• The task: Search the material for the string "temperature" and reply with how many lines contain it, nothing else.

• Record extracts:
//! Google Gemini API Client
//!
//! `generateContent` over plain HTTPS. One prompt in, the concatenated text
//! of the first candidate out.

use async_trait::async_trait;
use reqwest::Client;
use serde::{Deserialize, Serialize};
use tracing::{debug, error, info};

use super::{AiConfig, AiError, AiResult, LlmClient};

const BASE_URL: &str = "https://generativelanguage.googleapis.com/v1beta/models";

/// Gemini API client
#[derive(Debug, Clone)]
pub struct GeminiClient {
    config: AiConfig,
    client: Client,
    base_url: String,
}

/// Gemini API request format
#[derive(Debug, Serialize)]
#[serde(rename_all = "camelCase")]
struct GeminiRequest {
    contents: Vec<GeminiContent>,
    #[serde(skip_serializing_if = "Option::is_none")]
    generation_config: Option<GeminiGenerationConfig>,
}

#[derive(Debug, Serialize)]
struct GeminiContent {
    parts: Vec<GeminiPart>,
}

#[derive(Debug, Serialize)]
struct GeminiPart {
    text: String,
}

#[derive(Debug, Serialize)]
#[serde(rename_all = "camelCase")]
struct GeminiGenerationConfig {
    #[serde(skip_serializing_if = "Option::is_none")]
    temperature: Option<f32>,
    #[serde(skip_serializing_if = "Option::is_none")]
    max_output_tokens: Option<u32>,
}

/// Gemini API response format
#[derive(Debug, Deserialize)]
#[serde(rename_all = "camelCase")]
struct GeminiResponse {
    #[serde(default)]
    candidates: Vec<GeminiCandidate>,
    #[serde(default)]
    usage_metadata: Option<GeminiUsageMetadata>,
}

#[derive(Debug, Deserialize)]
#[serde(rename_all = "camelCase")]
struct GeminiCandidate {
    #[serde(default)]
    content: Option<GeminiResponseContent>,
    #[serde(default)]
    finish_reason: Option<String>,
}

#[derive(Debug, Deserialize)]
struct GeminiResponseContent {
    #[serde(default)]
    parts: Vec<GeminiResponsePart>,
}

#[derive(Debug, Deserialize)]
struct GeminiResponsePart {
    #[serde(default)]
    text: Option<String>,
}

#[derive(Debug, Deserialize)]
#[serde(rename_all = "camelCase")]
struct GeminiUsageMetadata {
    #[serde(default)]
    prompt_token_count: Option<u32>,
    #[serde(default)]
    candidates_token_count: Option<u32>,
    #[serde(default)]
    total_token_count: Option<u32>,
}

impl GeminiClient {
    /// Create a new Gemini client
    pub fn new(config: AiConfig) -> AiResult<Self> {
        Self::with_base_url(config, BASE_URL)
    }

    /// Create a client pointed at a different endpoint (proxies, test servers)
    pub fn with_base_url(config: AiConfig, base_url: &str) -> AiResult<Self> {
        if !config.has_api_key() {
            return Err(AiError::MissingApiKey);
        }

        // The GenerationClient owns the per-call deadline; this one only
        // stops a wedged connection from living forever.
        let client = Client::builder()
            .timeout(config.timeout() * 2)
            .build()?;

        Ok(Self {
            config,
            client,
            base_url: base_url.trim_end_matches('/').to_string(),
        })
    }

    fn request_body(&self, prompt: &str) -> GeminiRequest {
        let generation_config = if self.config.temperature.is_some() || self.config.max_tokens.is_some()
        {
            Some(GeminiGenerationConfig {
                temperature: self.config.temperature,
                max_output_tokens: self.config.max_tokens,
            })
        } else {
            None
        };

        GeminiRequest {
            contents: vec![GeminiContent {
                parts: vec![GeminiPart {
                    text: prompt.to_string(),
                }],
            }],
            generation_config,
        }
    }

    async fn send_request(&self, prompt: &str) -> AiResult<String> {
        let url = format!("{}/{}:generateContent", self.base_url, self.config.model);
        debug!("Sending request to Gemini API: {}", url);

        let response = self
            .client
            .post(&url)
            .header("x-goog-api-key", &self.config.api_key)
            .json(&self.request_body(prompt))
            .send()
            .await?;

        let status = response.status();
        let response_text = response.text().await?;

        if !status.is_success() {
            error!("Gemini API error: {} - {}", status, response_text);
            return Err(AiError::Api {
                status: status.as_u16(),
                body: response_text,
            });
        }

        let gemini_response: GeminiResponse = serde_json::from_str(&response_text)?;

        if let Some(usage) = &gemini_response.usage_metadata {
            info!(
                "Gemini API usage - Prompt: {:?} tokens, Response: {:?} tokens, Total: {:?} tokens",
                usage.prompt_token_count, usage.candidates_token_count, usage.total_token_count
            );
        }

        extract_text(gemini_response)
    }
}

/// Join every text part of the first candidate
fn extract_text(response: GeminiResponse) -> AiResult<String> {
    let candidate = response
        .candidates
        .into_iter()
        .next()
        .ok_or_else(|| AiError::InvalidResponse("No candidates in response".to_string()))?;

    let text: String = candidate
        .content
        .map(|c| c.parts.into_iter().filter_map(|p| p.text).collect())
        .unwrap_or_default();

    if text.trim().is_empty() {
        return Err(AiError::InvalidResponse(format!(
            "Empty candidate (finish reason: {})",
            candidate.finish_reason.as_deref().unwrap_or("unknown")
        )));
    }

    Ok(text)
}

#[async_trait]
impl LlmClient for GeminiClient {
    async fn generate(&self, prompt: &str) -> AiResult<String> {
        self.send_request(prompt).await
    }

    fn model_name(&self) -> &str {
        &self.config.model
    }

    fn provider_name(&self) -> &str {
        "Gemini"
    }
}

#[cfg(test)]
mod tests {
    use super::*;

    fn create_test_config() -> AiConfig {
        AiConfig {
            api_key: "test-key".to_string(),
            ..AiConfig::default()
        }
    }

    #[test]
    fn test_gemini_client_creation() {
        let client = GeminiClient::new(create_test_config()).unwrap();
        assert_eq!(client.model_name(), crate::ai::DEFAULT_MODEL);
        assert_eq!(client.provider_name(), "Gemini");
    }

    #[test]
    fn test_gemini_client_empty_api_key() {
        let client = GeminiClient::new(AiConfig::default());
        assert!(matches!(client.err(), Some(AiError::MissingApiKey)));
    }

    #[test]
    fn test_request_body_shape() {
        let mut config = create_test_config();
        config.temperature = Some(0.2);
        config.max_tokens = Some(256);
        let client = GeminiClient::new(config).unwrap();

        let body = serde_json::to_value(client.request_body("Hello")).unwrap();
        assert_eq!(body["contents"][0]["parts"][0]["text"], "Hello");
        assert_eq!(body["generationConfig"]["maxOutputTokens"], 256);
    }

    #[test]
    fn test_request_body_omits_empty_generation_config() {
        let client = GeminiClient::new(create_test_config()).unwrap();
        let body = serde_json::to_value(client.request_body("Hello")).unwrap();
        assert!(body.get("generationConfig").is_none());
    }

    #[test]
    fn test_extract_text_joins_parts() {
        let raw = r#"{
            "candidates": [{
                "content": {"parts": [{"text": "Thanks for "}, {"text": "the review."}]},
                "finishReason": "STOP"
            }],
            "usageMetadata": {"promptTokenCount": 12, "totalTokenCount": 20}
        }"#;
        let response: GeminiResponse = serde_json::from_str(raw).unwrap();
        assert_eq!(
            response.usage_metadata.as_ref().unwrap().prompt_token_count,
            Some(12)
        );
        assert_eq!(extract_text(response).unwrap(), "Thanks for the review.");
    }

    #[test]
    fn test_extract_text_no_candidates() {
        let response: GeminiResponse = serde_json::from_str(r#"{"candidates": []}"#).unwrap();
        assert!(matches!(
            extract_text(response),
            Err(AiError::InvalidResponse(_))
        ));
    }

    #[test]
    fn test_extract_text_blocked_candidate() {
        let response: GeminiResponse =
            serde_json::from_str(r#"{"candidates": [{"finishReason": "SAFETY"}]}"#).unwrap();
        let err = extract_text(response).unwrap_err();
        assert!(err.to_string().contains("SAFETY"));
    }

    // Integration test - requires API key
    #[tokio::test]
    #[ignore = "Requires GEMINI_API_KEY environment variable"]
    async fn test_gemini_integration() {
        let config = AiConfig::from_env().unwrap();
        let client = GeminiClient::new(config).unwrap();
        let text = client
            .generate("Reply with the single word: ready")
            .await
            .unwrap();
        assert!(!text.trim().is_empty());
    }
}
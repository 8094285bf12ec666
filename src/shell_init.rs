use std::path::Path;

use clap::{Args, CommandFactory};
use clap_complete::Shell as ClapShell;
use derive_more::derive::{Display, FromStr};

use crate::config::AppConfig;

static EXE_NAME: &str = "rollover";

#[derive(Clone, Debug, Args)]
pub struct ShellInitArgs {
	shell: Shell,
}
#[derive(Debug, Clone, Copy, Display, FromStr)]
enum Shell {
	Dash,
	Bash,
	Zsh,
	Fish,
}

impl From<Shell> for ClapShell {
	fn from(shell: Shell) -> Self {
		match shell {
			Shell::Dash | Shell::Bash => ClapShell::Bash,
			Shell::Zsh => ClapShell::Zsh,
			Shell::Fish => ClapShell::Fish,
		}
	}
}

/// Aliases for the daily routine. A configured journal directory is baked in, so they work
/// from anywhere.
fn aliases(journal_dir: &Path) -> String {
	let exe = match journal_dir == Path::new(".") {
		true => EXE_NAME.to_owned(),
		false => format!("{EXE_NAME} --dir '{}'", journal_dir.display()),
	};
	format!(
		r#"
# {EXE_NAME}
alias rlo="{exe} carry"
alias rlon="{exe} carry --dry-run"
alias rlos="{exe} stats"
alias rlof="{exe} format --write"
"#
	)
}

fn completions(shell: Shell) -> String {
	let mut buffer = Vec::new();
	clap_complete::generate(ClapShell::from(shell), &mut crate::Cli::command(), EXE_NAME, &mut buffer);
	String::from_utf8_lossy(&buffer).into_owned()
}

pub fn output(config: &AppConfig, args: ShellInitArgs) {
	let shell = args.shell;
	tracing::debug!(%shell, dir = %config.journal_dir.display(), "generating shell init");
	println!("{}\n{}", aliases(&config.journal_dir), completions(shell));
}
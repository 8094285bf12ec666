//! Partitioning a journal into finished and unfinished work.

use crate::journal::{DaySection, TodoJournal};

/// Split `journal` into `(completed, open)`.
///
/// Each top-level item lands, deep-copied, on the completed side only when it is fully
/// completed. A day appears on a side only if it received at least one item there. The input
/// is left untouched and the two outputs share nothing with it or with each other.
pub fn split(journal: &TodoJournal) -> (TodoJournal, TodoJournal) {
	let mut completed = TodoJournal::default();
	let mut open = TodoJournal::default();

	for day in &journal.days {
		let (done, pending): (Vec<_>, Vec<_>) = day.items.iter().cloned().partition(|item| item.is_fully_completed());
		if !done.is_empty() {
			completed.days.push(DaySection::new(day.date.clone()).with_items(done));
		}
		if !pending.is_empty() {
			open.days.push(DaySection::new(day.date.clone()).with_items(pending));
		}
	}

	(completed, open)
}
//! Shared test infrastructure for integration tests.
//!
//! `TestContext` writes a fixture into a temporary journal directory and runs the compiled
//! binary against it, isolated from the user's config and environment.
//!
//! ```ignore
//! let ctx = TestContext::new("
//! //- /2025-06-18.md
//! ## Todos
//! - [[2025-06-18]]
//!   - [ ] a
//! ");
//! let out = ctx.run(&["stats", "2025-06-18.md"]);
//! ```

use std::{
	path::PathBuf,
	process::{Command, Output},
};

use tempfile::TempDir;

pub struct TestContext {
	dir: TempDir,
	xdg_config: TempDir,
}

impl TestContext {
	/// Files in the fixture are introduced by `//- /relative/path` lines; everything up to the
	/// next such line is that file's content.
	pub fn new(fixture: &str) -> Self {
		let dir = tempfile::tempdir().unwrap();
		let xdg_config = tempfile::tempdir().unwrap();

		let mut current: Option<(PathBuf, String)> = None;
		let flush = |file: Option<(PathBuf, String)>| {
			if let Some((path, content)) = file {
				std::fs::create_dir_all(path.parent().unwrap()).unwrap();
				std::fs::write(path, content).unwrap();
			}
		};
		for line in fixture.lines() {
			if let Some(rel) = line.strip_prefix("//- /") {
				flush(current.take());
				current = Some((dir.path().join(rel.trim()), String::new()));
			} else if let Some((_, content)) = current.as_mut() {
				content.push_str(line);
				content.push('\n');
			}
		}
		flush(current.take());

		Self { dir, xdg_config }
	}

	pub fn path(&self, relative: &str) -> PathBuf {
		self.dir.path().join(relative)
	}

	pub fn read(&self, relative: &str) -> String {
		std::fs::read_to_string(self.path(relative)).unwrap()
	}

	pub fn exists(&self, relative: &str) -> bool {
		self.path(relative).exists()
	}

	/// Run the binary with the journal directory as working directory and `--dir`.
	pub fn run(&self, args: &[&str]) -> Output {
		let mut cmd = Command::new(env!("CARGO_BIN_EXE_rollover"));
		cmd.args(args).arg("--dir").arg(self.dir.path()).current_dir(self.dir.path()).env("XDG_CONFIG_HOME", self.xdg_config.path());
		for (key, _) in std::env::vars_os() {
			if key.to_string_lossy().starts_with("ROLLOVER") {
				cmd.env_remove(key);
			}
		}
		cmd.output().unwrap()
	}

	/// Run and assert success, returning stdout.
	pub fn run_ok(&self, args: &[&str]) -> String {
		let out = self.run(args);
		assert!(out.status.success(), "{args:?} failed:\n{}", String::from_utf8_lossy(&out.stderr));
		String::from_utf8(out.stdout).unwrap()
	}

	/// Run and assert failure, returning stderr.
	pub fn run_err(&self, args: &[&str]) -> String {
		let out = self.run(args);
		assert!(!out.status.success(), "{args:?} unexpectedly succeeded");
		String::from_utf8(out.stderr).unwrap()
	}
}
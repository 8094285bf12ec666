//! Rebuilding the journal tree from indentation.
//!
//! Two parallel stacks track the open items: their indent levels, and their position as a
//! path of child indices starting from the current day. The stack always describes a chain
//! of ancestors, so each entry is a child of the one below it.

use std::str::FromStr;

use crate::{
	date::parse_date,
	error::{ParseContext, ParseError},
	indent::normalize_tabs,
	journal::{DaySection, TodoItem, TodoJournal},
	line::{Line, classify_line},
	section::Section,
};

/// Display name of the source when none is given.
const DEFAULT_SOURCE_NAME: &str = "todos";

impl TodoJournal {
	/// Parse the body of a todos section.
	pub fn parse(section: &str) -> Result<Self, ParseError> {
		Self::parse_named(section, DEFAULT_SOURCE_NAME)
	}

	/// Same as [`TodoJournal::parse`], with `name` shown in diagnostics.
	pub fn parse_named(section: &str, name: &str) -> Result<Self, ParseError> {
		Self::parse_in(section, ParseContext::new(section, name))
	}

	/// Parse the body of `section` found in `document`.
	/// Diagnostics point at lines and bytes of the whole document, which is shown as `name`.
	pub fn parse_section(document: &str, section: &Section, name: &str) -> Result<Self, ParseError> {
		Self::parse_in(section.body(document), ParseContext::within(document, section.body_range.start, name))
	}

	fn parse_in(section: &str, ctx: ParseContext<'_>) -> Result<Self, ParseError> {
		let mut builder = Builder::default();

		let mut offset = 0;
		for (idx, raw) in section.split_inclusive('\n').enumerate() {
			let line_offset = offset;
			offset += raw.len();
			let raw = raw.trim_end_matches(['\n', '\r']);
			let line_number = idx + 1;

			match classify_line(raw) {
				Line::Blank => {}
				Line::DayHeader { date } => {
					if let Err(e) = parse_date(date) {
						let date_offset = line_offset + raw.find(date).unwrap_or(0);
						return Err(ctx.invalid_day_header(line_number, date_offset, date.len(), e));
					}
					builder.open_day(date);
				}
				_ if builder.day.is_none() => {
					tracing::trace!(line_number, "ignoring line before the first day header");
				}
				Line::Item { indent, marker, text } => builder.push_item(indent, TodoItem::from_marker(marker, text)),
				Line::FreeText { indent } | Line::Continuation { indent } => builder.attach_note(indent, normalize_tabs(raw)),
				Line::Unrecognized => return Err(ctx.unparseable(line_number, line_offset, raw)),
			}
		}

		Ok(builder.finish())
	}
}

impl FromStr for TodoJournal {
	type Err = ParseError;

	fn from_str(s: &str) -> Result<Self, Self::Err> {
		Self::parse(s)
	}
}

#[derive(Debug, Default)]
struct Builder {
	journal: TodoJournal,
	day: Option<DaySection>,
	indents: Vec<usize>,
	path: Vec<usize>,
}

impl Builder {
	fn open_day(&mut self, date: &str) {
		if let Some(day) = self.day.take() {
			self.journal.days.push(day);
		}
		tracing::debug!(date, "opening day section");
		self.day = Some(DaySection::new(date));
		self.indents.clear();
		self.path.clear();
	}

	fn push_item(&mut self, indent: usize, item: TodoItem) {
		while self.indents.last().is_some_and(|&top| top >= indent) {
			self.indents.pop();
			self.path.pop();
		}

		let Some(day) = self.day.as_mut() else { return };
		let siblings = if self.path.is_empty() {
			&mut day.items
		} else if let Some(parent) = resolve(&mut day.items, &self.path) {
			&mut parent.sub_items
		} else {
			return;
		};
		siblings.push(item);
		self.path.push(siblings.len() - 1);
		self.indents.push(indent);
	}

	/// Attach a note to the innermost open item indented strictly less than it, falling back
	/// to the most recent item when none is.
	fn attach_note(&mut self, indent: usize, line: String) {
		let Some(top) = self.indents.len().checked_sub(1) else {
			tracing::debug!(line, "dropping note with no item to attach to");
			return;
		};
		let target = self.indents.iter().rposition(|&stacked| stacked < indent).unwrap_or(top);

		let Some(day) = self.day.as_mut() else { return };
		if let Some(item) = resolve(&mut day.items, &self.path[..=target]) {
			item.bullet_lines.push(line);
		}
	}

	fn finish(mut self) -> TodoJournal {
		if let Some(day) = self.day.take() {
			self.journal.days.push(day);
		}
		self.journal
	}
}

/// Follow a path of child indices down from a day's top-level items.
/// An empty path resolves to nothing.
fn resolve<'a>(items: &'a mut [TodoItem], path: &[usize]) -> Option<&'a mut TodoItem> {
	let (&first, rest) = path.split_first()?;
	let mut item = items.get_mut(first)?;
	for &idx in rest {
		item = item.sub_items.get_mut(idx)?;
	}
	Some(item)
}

• Task solution: 4